Neonatal mandibular distraction
Occasionally an infant is born with a lower jaw (mandible) so small that it makes breathing difficult. The physician team taking care of the baby will need to make the determination that the small lower jaw is the primary factor causing the breathing difficulties—this is accomplished with various diagnostic criteria. Once this is determined, the child may be a candidate for neonatal mandibular distraction. In this surgery, the lower jaw is cut on both sides near the back and a device is placed on the lower jaw which is turned several times per day. Turning this device will help to “grow” the lower jaw forward, bringing the tongue with it, and thus opening the airway in this region. Initially following surgery, most children will remain with their breathing tube for several days while the airway is “opened” before removing the tube. The tube is removed once criteria are met that make the overall airway team feel comfortable that the child’s airway has sufficiently improved. The devices continue to be turned for several days until the lower jaw is sufficiently increased in size. At this point, the devices remain in place to allow the bone to harden (calcify) and after 2-3 months the devices are removed. Distraction can be performed with internal (under the skin) distractors, or external (outside of the skin) distractors. Dr. Jones most often uses the internal distractors in cases of neonatal distraction. Dr. Jones will review the risks, benefits, and alternatives available in each specific case.

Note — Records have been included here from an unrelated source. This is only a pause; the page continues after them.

//! Binary KeyValue decoding.

use super::value::{VdfMap, VdfValue};
use super::{tag, MAX_DEPTH};
use crate::error::{ShortcutError, Result};
use tracing::{debug, warn};

/// Parse a binary KeyValue document into an ordered tree.
///
/// The whole input must be consumed: the last byte has to be the end marker
/// that closes the root object.
pub fn decode(bytes: &[u8]) -> Result<VdfMap> {
    let mut reader = Reader::new(bytes);
    let root = reader.read_object_body(0)?;

    if reader.pos != bytes.len() {
        return Err(ShortcutError::format(
            format!("{} trailing bytes after end of document", bytes.len() - reader.pos),
            reader.pos,
        ));
    }

    debug!("Decoded {} bytes into {} top-level keys", bytes.len(), root.len());
    Ok(root)
}

/// Cursor over the input buffer.
struct Reader<'a> {
    bytes: &'a [u8],
    pos: usize,
}

impl<'a> Reader<'a> {
    fn new(bytes: &'a [u8]) -> Self {
        Self { bytes, pos: 0 }
    }

    /// Read entries until the end marker of the current object.
    fn read_object_body(&mut self, depth: usize) -> Result<VdfMap> {
        if depth > MAX_DEPTH {
            return Err(ShortcutError::format("objects nested too deep", self.pos));
        }

        let mut map = VdfMap::new();
        loop {
            let tag_offset = self.pos;
            let type_tag = self.read_u8()?;

            let (key, value) = match type_tag {
                tag::END => return Ok(map),
                tag::OBJECT => {
                    let key = self.read_cstring()?;
                    (key, VdfValue::Map(self.read_object_body(depth + 1)?))
                }
                tag::STRING => {
                    let key = self.read_cstring()?;
                    (key, VdfValue::String(self.read_cstring()?))
                }
                tag::INT => {
                    let key = self.read_cstring()?;
                    (key, VdfValue::Int(self.read_u32()?))
                }
                other => {
                    return Err(ShortcutError::format(
                        format!("unknown type tag 0x{:02x}", other),
                        tag_offset,
                    ))
                }
            };

            if map.contains_key(&key) {
                warn!("Duplicate key {:?} at byte {}, keeping the last value", key, tag_offset);
            }
            map.insert(key, value);
        }
    }

    fn read_u8(&mut self) -> Result<u8> {
        let byte = *self
            .bytes
            .get(self.pos)
            .ok_or_else(|| ShortcutError::format("unexpected end of data", self.pos))?;
        self.pos += 1;
        Ok(byte)
    }

    fn read_u32(&mut self) -> Result<u32> {
        let end = self.pos + 4;
        let raw = self
            .bytes
            .get(self.pos..end)
            .ok_or_else(|| ShortcutError::format("truncated integer", self.pos))?;
        let mut buf = [0u8; 4];
        buf.copy_from_slice(raw);
        self.pos = end;
        Ok(u32::from_le_bytes(buf))
    }

    /// Read a NUL-terminated UTF-8 string.
    fn read_cstring(&mut self) -> Result<String> {
        let start = self.pos;
        let len = self.bytes[start..]
            .iter()
            .position(|&b| b == 0)
            .ok_or_else(|| ShortcutError::format("unterminated string", start))?;

        let raw = &self.bytes[start..start + len];
        let s = std::str::from_utf8(raw)
            .map_err(|_| ShortcutError::format("invalid UTF-8 in string", start))?;

        self.pos = start + len + 1;
        Ok(s.to_string())
    }
}

#[cfg(test)]
mod tests {
    use super::*;

    /// `{"shortcuts": {"0": {"appid": 3417544970, "AppName": "Insomnia"}}}`
    fn insomnia_bytes() -> Vec<u8> {
        let mut b = Vec::new();
        b.push(0x00);
        b.extend_from_slice(b"shortcuts\0");
        b.push(0x00);
        b.extend_from_slice(b"0\0");
        b.push(0x02);
        b.extend_from_slice(b"appid\0");
        b.extend_from_slice(&3_417_544_970u32.to_le_bytes());
        b.push(0x01);
        b.extend_from_slice(b"AppName\0Insomnia\0");
        b.extend_from_slice(&[0x08, 0x08, 0x08]);
        b
    }

    #[test]
    fn test_decode_nested_document() {
        let root = decode(&insomnia_bytes()).unwrap();
        let entry = root["shortcuts"].as_map().unwrap()["0"].as_map().unwrap();

        assert_eq!(entry["appid"], VdfValue::Int(3_417_544_970));
        assert_eq!(entry["AppName"], VdfValue::String("Insomnia".into()));
        // File order is kept.
        let keys: Vec<&str> = entry.keys().map(String::as_str).collect();
        assert_eq!(keys, vec!["appid", "AppName"]);
    }

    #[test]
    fn test_decode_empty_document() {
        assert!(decode(&[0x08]).unwrap().is_empty());
    }

    #[test]
    fn test_decode_truncated_input() {
        let bytes = insomnia_bytes();
        for cut in [0, 5, 14, 25, bytes.len() - 1] {
            let err = decode(&bytes[..cut]).unwrap_err();
            assert!(matches!(err, ShortcutError::Format { .. }), "cut at {}", cut);
        }
    }

    #[test]
    fn test_decode_unknown_tag() {
        let bytes = [0x07, b'k', 0x00, 0, 0, 0, 0, 0, 0, 0, 0, 0x08];
        let err = decode(&bytes).unwrap_err();
        assert!(matches!(err, ShortcutError::Format { offset: 0, .. }));
        assert!(err.to_string().contains("0x07"));
    }

    #[test]
    fn test_decode_rejects_trailing_bytes() {
        let mut bytes = insomnia_bytes();
        bytes.push(0x08);
        let err = decode(&bytes).unwrap_err();
        assert!(err.to_string().contains("trailing"));
    }

    #[test]
    fn test_decode_rejects_invalid_utf8() {
        let bytes = [0x01, 0xff, 0xfe, 0x00, b'v', 0x00, 0x08];
        let err = decode(&bytes).unwrap_err();
        assert!(matches!(err, ShortcutError::Format { offset: 1, .. }));
    }

    #[test]
    fn test_decode_depth_limit() {
        let mut bytes = Vec::new();
        for _ in 0..=MAX_DEPTH + 1 {
            bytes.extend_from_slice(&[0x00, b'a', 0x00]);
        }
        bytes.extend(std::iter::repeat(0x08).take(MAX_DEPTH + 3));
        let err = decode(&bytes).unwrap_err();
        assert!(err.to_string().contains("nested too deep"));
    }
}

Adolescent distraction osteogenesis
Occasionally the teeth in the upper and lower jaw are so far apart that traditional jaw surgery will not give a stable long term result. In cases such as these, distraction osteogenesis (or growing bone) may help provide a more reliable result. This can be performed on the upper or lower jaw. Again, two types of distractors can be used—internal (under the skin or inside the mouth) or external (outside the mouth/over the skin). Each scenario will lend itself to different methods of distraction. Dr. Jones will visit with you in consultation regarding your specific risk, benefit and alternatives.
Each case of distraction goes through three phases:
1. Latent (after the surgery to place the devices, they are not used for several days to allow the overlying wounds to heal)
2. Activation (This is the period in which the device is turned to move it—it lasts until the managing physician/surgeon determines the goal movement has
been met/accomplished)
3. Consolidation (This period is when the devices are left in place to make sure that the bone has hardened (calcified) prior to removing the device. This helps with long-term stability following the movement/procedure.